⟨
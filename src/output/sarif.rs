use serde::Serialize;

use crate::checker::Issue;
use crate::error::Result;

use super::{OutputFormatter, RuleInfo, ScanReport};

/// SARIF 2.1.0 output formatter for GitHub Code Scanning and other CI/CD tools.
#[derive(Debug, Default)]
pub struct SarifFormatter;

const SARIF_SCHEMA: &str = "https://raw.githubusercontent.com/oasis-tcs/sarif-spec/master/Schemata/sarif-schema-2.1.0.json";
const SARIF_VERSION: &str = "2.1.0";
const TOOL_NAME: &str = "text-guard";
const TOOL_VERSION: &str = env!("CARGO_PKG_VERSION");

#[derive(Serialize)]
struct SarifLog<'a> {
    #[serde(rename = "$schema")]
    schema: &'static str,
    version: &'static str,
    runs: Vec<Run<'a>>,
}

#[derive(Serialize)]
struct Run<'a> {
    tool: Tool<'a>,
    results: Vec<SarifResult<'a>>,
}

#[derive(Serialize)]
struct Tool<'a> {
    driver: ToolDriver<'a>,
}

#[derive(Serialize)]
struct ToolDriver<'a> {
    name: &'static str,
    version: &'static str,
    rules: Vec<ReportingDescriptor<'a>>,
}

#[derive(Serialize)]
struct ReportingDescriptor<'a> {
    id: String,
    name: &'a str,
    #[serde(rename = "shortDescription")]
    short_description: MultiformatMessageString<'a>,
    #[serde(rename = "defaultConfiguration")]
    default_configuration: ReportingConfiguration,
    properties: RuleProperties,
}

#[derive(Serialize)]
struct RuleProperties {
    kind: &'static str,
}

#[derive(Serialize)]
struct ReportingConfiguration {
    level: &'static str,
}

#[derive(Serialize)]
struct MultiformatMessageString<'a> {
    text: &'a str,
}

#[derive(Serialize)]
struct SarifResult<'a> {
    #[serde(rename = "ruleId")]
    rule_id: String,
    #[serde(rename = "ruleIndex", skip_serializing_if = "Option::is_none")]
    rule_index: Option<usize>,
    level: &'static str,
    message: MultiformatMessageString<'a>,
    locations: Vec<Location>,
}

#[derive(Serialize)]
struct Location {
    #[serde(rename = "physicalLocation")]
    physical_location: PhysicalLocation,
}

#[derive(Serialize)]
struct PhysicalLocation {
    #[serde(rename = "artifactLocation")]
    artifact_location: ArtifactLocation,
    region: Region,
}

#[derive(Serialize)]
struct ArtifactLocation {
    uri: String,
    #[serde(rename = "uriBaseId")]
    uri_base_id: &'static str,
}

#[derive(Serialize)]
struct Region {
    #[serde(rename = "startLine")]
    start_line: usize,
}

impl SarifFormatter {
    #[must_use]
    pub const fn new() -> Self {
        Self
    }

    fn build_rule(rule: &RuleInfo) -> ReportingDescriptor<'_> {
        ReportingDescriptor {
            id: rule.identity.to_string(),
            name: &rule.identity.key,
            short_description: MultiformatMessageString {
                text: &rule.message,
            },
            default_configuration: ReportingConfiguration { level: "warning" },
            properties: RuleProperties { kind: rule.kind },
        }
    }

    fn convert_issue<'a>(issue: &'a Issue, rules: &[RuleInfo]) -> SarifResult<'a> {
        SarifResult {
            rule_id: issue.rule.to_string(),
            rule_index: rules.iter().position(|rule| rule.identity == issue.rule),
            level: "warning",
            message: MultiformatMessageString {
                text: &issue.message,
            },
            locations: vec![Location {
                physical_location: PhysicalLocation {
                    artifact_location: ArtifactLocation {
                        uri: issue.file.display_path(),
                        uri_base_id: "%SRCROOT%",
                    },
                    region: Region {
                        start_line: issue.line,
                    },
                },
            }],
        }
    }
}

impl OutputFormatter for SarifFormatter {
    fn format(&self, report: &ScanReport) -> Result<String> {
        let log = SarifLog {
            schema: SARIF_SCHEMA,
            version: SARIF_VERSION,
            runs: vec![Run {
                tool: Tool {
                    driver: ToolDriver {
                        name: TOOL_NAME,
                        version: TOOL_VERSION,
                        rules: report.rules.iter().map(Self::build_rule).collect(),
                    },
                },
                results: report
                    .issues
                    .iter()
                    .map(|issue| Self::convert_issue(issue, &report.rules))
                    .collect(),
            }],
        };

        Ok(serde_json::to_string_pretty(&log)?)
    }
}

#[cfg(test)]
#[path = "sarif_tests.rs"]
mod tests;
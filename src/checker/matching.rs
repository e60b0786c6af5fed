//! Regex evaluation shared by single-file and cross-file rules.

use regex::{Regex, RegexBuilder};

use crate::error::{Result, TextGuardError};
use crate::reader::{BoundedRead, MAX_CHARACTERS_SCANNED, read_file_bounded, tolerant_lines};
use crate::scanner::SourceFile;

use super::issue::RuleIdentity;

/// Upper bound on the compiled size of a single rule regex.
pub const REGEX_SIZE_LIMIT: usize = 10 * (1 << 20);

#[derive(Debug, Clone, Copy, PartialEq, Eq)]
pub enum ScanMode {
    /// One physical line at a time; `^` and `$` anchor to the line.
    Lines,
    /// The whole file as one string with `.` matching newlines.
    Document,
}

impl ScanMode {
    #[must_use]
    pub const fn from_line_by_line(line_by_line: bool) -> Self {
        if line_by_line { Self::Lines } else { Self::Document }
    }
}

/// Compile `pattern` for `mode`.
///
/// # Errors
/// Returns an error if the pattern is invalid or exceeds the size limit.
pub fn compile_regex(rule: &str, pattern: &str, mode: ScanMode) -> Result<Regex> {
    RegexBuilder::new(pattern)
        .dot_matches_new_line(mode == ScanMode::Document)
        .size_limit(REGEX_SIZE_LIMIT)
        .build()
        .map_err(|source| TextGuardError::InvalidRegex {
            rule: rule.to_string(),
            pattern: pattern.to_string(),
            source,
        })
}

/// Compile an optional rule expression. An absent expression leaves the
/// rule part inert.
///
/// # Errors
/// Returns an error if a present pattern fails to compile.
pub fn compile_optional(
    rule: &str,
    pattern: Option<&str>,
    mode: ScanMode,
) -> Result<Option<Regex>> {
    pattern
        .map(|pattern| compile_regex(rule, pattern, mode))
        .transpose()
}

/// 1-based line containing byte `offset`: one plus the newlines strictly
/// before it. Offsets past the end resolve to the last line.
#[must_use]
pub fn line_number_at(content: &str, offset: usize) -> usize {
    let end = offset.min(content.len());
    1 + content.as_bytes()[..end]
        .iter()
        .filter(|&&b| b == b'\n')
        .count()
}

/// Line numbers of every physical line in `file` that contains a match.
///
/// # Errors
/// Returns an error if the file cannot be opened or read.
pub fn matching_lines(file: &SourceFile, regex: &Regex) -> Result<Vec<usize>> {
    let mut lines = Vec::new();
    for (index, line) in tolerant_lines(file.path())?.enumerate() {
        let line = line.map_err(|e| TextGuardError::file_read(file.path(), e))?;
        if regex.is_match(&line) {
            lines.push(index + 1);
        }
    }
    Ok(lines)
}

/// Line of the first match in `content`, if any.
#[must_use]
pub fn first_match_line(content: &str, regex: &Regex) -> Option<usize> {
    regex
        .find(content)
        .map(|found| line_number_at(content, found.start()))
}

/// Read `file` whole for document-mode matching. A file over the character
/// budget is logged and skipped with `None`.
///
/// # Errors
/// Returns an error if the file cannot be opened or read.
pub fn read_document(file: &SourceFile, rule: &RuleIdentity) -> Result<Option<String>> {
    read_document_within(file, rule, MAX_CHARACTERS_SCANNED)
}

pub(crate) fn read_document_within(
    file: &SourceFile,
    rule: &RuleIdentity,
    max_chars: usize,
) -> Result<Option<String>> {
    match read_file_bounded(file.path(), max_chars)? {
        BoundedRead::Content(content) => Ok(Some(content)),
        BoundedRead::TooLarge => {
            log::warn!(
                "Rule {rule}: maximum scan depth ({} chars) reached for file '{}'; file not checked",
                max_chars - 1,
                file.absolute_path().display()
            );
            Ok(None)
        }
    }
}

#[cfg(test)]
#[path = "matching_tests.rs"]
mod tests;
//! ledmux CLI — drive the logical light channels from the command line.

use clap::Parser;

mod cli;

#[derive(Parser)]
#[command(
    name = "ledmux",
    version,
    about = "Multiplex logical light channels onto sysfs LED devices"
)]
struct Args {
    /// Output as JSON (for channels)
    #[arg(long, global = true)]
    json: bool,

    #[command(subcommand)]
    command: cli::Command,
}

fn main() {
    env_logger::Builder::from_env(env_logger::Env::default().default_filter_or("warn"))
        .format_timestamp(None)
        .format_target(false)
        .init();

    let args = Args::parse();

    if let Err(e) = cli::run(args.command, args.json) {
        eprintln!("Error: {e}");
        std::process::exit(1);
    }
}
⟩
⟨
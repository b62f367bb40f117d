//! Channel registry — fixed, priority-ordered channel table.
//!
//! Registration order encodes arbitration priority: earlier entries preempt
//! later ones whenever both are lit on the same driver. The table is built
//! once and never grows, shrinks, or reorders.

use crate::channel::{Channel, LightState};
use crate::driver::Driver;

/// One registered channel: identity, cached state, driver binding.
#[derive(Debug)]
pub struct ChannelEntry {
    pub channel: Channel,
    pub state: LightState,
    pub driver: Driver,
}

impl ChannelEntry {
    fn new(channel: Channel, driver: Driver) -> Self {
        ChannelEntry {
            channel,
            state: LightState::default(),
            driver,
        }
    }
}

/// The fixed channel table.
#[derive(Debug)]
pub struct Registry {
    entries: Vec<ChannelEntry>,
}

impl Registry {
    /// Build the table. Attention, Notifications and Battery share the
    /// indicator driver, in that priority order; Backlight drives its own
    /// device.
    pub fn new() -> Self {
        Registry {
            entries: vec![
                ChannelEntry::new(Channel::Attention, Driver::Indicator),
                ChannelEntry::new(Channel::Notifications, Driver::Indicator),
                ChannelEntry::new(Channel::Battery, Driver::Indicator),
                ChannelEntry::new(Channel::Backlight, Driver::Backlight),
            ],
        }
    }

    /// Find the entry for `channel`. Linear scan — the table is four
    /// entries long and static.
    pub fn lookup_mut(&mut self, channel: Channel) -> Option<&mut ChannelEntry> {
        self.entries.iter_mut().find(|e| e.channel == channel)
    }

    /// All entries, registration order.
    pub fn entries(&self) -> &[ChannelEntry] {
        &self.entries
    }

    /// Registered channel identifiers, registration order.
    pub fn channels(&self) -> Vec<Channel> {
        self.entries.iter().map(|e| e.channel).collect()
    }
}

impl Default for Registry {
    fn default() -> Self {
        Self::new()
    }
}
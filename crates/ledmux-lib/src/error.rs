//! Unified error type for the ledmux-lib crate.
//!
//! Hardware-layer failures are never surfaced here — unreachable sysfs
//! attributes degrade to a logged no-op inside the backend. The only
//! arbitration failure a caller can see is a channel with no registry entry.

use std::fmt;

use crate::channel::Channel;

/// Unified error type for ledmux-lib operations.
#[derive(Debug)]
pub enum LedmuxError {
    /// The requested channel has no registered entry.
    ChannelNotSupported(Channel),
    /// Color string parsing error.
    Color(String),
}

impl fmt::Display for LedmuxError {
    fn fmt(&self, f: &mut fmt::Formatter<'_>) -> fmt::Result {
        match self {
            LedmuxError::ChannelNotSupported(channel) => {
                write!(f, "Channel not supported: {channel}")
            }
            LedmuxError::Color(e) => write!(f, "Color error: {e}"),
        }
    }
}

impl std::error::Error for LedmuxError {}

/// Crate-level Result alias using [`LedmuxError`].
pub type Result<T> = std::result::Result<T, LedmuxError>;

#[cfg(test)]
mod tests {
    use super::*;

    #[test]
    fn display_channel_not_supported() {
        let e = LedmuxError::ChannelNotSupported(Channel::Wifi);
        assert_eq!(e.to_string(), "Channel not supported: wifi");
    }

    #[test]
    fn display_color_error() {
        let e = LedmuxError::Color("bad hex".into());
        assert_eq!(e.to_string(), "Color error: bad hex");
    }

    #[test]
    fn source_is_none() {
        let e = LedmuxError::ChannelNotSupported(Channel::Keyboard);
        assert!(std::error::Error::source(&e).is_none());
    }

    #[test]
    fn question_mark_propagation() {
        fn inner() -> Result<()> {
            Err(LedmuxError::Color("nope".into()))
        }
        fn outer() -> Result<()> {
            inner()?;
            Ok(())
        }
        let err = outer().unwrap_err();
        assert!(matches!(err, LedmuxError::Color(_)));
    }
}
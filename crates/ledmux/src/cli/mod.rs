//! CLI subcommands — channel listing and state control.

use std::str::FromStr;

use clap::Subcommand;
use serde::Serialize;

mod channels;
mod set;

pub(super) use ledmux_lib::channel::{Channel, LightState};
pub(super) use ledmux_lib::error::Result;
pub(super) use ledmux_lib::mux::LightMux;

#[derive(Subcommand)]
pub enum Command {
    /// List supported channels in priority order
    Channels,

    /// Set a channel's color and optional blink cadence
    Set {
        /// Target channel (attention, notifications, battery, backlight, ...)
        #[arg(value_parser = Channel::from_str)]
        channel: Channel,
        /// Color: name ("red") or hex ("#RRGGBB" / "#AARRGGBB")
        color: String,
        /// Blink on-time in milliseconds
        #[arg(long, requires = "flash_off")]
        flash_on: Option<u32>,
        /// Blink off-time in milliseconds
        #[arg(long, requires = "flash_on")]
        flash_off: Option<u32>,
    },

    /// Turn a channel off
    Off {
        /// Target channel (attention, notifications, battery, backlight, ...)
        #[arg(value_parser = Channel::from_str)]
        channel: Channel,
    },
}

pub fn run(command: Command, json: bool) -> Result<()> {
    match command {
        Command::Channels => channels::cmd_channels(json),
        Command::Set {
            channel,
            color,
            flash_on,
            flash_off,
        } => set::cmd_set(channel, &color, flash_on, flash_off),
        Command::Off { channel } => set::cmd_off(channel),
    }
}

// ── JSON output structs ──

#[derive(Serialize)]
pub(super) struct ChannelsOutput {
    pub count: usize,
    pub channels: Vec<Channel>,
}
⟩
⟨
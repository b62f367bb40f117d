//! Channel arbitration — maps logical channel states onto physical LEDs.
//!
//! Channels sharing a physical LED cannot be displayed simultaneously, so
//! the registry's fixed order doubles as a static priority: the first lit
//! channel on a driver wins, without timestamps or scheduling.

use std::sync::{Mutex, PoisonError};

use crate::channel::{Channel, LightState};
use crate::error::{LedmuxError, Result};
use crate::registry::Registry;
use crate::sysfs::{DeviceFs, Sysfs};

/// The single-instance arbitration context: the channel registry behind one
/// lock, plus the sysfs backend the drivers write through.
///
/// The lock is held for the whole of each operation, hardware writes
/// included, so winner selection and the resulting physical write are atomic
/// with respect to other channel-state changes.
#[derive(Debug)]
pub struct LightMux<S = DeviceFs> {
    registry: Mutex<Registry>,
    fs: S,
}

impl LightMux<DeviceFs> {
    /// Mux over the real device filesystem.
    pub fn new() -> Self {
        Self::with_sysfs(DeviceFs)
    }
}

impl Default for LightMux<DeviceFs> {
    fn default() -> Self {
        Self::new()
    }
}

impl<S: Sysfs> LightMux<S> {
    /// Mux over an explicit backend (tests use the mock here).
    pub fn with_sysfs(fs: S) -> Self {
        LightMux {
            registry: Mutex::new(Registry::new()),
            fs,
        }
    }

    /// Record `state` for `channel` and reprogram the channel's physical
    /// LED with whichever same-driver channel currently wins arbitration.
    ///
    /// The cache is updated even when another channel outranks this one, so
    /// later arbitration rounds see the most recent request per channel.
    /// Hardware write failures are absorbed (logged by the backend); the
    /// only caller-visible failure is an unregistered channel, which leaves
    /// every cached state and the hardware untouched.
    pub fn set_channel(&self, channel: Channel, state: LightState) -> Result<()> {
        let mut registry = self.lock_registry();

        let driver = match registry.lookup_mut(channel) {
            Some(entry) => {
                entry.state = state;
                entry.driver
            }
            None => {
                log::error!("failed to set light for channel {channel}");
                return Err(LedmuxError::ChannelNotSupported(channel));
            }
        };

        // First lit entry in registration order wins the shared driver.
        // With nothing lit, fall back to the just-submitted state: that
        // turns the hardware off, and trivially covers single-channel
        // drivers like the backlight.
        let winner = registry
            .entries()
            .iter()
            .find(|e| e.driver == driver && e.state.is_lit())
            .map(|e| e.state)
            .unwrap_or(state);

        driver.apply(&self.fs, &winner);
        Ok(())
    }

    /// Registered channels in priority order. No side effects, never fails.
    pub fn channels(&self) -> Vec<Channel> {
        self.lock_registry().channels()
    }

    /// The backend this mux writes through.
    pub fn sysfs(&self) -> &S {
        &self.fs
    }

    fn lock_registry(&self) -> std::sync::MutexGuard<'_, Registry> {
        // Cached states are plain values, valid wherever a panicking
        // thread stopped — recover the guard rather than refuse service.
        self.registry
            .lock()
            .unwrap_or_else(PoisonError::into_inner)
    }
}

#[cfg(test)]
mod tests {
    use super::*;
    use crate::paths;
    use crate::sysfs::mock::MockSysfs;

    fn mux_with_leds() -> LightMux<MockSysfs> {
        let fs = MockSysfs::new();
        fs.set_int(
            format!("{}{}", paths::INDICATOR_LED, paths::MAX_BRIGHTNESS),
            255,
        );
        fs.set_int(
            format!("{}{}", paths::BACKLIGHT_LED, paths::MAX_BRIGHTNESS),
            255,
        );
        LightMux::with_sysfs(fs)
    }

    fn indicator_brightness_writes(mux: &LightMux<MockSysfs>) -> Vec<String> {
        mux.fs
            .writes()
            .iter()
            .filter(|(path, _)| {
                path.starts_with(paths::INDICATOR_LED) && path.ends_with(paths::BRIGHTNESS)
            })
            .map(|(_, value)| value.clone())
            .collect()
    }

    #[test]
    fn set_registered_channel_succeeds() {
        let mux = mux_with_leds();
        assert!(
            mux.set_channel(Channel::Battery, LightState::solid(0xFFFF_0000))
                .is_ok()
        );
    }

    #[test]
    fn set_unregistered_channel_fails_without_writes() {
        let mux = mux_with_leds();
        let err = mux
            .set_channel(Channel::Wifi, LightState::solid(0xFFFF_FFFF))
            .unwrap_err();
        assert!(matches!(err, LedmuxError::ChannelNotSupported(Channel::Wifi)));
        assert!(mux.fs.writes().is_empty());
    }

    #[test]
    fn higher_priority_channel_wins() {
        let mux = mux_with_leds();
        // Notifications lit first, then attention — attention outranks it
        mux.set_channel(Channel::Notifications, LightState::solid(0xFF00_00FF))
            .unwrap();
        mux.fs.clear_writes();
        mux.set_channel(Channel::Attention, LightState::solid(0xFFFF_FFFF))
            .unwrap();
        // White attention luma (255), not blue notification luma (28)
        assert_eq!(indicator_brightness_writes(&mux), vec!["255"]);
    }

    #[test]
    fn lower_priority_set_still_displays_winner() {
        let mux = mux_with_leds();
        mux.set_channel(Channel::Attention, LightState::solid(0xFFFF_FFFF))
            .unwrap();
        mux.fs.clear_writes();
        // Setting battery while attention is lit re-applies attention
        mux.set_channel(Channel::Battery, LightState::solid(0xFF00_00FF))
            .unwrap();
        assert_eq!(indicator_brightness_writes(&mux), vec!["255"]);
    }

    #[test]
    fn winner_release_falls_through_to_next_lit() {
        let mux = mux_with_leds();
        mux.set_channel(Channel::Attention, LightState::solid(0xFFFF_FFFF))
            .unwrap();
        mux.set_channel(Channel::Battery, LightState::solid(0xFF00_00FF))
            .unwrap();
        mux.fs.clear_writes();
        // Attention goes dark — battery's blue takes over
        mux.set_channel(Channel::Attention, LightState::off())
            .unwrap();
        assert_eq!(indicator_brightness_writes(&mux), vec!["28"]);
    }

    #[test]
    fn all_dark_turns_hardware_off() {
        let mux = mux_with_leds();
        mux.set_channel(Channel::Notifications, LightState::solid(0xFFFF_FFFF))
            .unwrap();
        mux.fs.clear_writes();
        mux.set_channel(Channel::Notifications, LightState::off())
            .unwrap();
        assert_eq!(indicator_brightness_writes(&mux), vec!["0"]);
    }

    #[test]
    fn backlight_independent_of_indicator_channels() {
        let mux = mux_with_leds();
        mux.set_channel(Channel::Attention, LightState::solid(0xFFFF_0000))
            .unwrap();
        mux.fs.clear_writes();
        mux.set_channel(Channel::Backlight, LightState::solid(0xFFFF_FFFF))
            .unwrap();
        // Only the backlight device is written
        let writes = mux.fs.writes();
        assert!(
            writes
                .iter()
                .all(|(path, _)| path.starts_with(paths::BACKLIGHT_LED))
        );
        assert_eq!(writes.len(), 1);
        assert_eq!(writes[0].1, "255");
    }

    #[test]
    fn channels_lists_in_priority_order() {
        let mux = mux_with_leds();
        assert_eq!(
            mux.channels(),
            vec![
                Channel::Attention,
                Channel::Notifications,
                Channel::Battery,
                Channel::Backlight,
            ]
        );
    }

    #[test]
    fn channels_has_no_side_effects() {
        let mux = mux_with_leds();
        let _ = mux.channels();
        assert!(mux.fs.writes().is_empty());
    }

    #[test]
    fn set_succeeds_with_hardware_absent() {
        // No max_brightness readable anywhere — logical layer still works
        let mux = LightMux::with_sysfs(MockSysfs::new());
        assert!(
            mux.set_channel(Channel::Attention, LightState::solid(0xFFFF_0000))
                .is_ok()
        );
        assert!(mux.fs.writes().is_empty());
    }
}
⟩
## Exercise description
After reading the material above, tally the lines that include the string "ToolDriver" and give only the number.

## Written response
3